Bad News in the Text:
In Jesus’ time, Samaritans were despised. Most Jews believed that Samaritans were only half Jews…because they intermarried, assimilated with the Assyrians, no longer worshipped in Jerusalem, nor careful to keep the Laws of Moses. Most did not want to visit Samaria, or even walk through the land on the way to Galilee. Preferring to cross the river Jordan and go around Samaria. Jesus’s disciples prayed that God would reign down fire and brimstone on Samaria.
This Woman from Samaria had three strikes against her:
- Stigmatized for being Samaritan and not fully Jewish.
- Marginalized for being a woman (second class citizen at that time; someone’s property
- Divorced and discarded by 5 husbands—only men could file for divorce
- Jesus sees her need, but he has no water bucket.
Ah, but there’s also good news in the text:
- The Samaritan woman has a bucket, and is willing to give Jesus a drink.
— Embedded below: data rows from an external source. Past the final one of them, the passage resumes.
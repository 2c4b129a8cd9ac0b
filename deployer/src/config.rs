//! Per-chain deployment configuration resolution.
//!
//! Turns the static [`ChainRegistry`](crate::chain::ChainRegistry) plus
//! an injected [`SecretSource`] into the configuration artifact the
//! deployment/verification driver consumes:
//!
//! - **Network entry** — RPC endpoint and chain id bound to the signing
//!   credential.
//! - **Verification entry** — explorer endpoints bound to a per-chain
//!   API key, or the `"not-needed"` sentinel for keyless explorers.
//!
//! One signing credential is shared by every chain. That is a deliberate
//! operational choice carried over from the original deployment setup;
//! the variable name is an explicit parameter so a call site that wants
//! per-chain credentials can run one resolution pass per variable.

use std::collections::BTreeMap;

use serde::Serialize;
use tracing::debug;

use crate::chain::ChainRegistry;
use crate::error::Error;
use crate::secrets::SecretSource;

/// Default environment variable holding the signing credential.
pub const DEFAULT_CREDENTIAL_VAR: &str = "PRIVATE_KEY";

/// Sentinel API key for explorers that verify without one.
pub const NO_KEY_SENTINEL: &str = "not-needed";

/// Connection settings for one chain, bound to the signing credential.
#[derive(Debug, Clone, PartialEq, Eq, Serialize)]
pub struct NetworkEntry {
    /// EIP-155 chain id.
    pub chain_id: u64,
    /// HTTP(S) JSON-RPC endpoint.
    pub rpc_url: &'static str,
    /// Signing credential authorising transactions on this chain.
    pub credential: String,
}

/// Source-verification settings for one chain.
#[derive(Debug, Clone, PartialEq, Eq, Serialize)]
pub struct VerificationEntry {
    /// EIP-155 chain id.
    pub chain_id: u64,
    /// Explorer API key, or [`NO_KEY_SENTINEL`].
    pub api_key: String,
    /// Explorer verification API endpoint.
    pub api_url: &'static str,
    /// Explorer browser URL.
    pub browser_url: &'static str,
}

/// Full resolved configuration for one chain.
#[derive(Debug, Clone, PartialEq, Eq, Serialize)]
pub struct ChainProfile {
    /// Connection and credential binding.
    pub network: NetworkEntry,
    /// Verification provider binding.
    pub verification: VerificationEntry,
}

/// Resolved configuration for every registered chain, keyed by name.
///
/// A `BTreeMap` keeps serialisation order deterministic for the driver.
#[derive(Debug, Clone, PartialEq, Eq, Serialize)]
#[serde(transparent)]
pub struct ResolvedConfig(pub BTreeMap<String, ChainProfile>);

/// Environment variable name holding a chain's explorer API key.
///
/// The chain name is uppercased and every hyphen becomes an underscore:
/// `dfk-testnet` → `DFK_TESTNET_API_KEY`.
#[must_use]
pub fn api_key_var(chain_name: &str) -> String {
    format!("{}_API_KEY", chain_name.to_uppercase().replace('-', "_"))
}

/// Resolve deployment configuration for every chain in `registry`.
///
/// The signing credential under `credential_var` is looked up once,
/// before any chain is processed; the same value is bound to every
/// network entry. Missing per-chain API keys fall back to
/// [`NO_KEY_SENTINEL`] instead of failing, since several of the
/// registered explorers verify without a key.
///
/// # Errors
///
/// Returns [`Error::MissingCredential`] if `credential_var` is unset or
/// empty in `secrets`. No partial configuration is produced.
pub fn resolve_all(
    registry: &ChainRegistry,
    secrets: &dyn SecretSource,
    credential_var: &str,
) -> Result<ResolvedConfig, Error> {
    let credential = secrets
        .get(credential_var)
        .ok_or_else(|| Error::MissingCredential(credential_var.to_owned()))?;

    let mut profiles = BTreeMap::new();
    for chain in registry.all() {
        let key_var = api_key_var(chain.name);
        let api_key = secrets.get(&key_var).unwrap_or_else(|| {
            debug!(chain = chain.name, var = %key_var, "no explorer API key, using sentinel");
            NO_KEY_SENTINEL.to_owned()
        });

        profiles.insert(
            chain.name.to_owned(),
            ChainProfile {
                network: NetworkEntry {
                    chain_id: chain.chain_id,
                    rpc_url: chain.rpc_url,
                    credential: credential.clone(),
                },
                verification: VerificationEntry {
                    chain_id: chain.chain_id,
                    api_key,
                    api_url: chain.explorer_api_url,
                    browser_url: chain.explorer_browser_url,
                },
            },
        );
    }

    debug!(chains = profiles.len(), "resolved deployment configuration");
    Ok(ResolvedConfig(profiles))
}

#[cfg(test)]
mod tests {
    use super::*;
    use crate::secrets::testing::MapSecrets;

    #[test]
    fn api_key_var_uppercases_and_replaces_every_hyphen() {
        assert_eq!(api_key_var("avalanche"), "AVALANCHE_API_KEY");
        assert_eq!(api_key_var("dfk-testnet"), "DFK_TESTNET_API_KEY");
        assert_eq!(api_key_var("a-b-c"), "A_B_C_API_KEY");
    }

    #[test]
    fn missing_credential_fails_before_any_chain_resolves() {
        let registry = ChainRegistry::new();
        let secrets = MapSecrets::with(&[("AVALANCHE_API_KEY", "irrelevant")]);
        let err = resolve_all(&registry, &secrets, DEFAULT_CREDENTIAL_VAR).unwrap_err();
        assert!(matches!(err, Error::MissingCredential(var) if var == "PRIVATE_KEY"));
    }

    #[test]
    fn empty_credential_counts_as_missing() {
        let registry = ChainRegistry::new();
        let secrets = MapSecrets::with(&[("PRIVATE_KEY", "")]);
        let err = resolve_all(&registry, &secrets, DEFAULT_CREDENTIAL_VAR).unwrap_err();
        assert!(matches!(err, Error::MissingCredential(_)));
    }

    #[test]
    fn every_chain_shares_the_single_credential() {
        let registry = ChainRegistry::new();
        let secrets = MapSecrets::with(&[("PRIVATE_KEY", "0xdeadbeef")]);
        let resolved = resolve_all(&registry, &secrets, DEFAULT_CREDENTIAL_VAR).unwrap();

        assert_eq!(resolved.0.len(), registry.len());
        for (name, profile) in &resolved.0 {
            assert_eq!(profile.network.credential, "0xdeadbeef", "chain {name}");
        }
    }

    #[test]
    fn absent_api_key_falls_back_to_sentinel() {
        let registry = ChainRegistry::new();
        let secrets = MapSecrets::with(&[("PRIVATE_KEY", "0xdeadbeef")]);
        let resolved = resolve_all(&registry, &secrets, DEFAULT_CREDENTIAL_VAR).unwrap();
        for profile in resolved.0.values() {
            assert_eq!(profile.verification.api_key, NO_KEY_SENTINEL);
        }
    }

    #[test]
    fn explicit_api_key_is_used_verbatim() {
        let registry = ChainRegistry::new();
        let secrets = MapSecrets::with(&[
            ("PRIVATE_KEY", "0xdeadbeef"),
            ("AVALANCHE_API_KEY", "snowtrace-key-123"),
        ]);
        let resolved = resolve_all(&registry, &secrets, DEFAULT_CREDENTIAL_VAR).unwrap();
        assert_eq!(resolved.0["avalanche"].verification.api_key, "snowtrace-key-123");
        assert_eq!(resolved.0["dfk"].verification.api_key, NO_KEY_SENTINEL);
    }

    #[test]
    fn descriptor_endpoints_pass_through_unchanged() {
        let registry = ChainRegistry::new();
        let secrets = MapSecrets::with(&[("PRIVATE_KEY", "k")]);
        let resolved = resolve_all(&registry, &secrets, DEFAULT_CREDENTIAL_VAR).unwrap();

        for chain in registry.all() {
            let profile = &resolved.0[chain.name];
            assert_eq!(profile.network.chain_id, chain.chain_id);
            assert_eq!(profile.network.rpc_url, chain.rpc_url);
            assert_eq!(profile.verification.api_url, chain.explorer_api_url);
            assert_eq!(profile.verification.browser_url, chain.explorer_browser_url);
        }
    }

    #[test]
    fn custom_credential_var_is_honoured() {
        let registry = ChainRegistry::new();
        let secrets = MapSecrets::with(&[("STAGING_KEY", "0xstaging")]);
        let resolved = resolve_all(&registry, &secrets, "STAGING_KEY").unwrap();
        assert_eq!(resolved.0["klaytn"].network.credential, "0xstaging");
    }

    #[test]
    fn resolved_map_is_keyed_by_chain_name() {
        let registry = ChainRegistry::new();
        let secrets = MapSecrets::with(&[("PRIVATE_KEY", "k")]);
        let resolved = resolve_all(&registry, &secrets, DEFAULT_CREDENTIAL_VAR).unwrap();
        let keys: Vec<_> = resolved.0.keys().map(String::as_str).collect();
        assert_eq!(keys, ["avalanche", "dfk", "dfk-testnet", "klaytn"]);
    }
}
- Jesus has “living water” and he’s willing to share…
- Those who drink the physical water from the well to live, will live…
- “Those who drink the water that I will give them will never be thirsty. The water that I will give will become in them a spring of water gushing up to eternal life.”
- The Samaritan Woman wants some of this deeper, spiritual, living water from God’s deep aquifer that will become an inner spring, never ending or running out, gushing up to eternal life.
Who wouldn’t want some of this living water?
Reminds of Isaiah 55 “Ho, everyone who is thirsty, come to the waters…”
And that old church hymn:
Come every one who is thirsty in spirit;
Come, every one who is weary and sad.
Come to the fountain, there’s fullness in Jesus -
All that you’re longing for; Come and be glad!
I’m also reminded of how on the last day of the great Feast of Tabernacles (when pilgrims visit Jerusalem), Jesus’s called out: “If anyone is thirsty, let him come to me and drink! 38 The one who believes in me, as the Scripture has said, will have rivers of living water flowing from his heart.” (John 7:37-38)
So, which is more important? Providing physical water for life, or spiritual water for life eternal?
WEE:
In my work with WHC, and during more than 15 trips to Malawi, my Pentecostal, Presbyterian, and Methodist colleagues have showed me how to strategically provide both types of water to people who are thirsty. They know how to drill new village wells AND plant new churches at the same time!
Here’s their strategy:
Find a needy rural village with hundreds of people who don’t have clean water nearby. Perhaps they have been marginalized or forgotten by the government, or by other churches; and so, like the ancient Samaritans, they are without support.
Make friends with the Village Chief (who functionally owns all the land and determines who can use it). Ask him to designate two plots of land for the common good: a site for a village well, right next to a site for a new church. Side by side: Water for the body and Living Water for the soul.
WorldHope Corps, through its sponsors. drills the well in partnership with the Church and Village Chief. The new village well becomes a community center where people gather to draw their water
The Mother Church births a baby church in the village. On Sundays, the church structure is the place where ‘whosoever will’ may come to the water.'
People like Mary Botha (Nyang'oma) and her 11 children…in fulfillment of the Scripture: “The water that I will give will become in them a spring of water gushing up to eternal life.”
YEAH:
Both globally, and locally, Waters Edge has a presence and mission near the water.
We have a lifeboat and soul-saving station.
In our lifeboat, called the church, we paddle with two oars: evangelism and social justice. In our 'soul-saving station' we offer healing for the body and the spirit along with the soul.
As Methodists following JW’s teachings, we practice both ‘personal holiness’ and ‘social holiness.’
In our mission in the world, whether we drill a village well or simply give a cup of water in Jesus’s name… we offer both kinds of water: water to live and Living Water.
In our spirituality, we dig down deep and tap into God’s Great Underground Stream, welling up in our hearts by faith.
This is how we fulfill our mission at the Water’s Edge: "to pour out God's Love" in the neighborhood and in the world.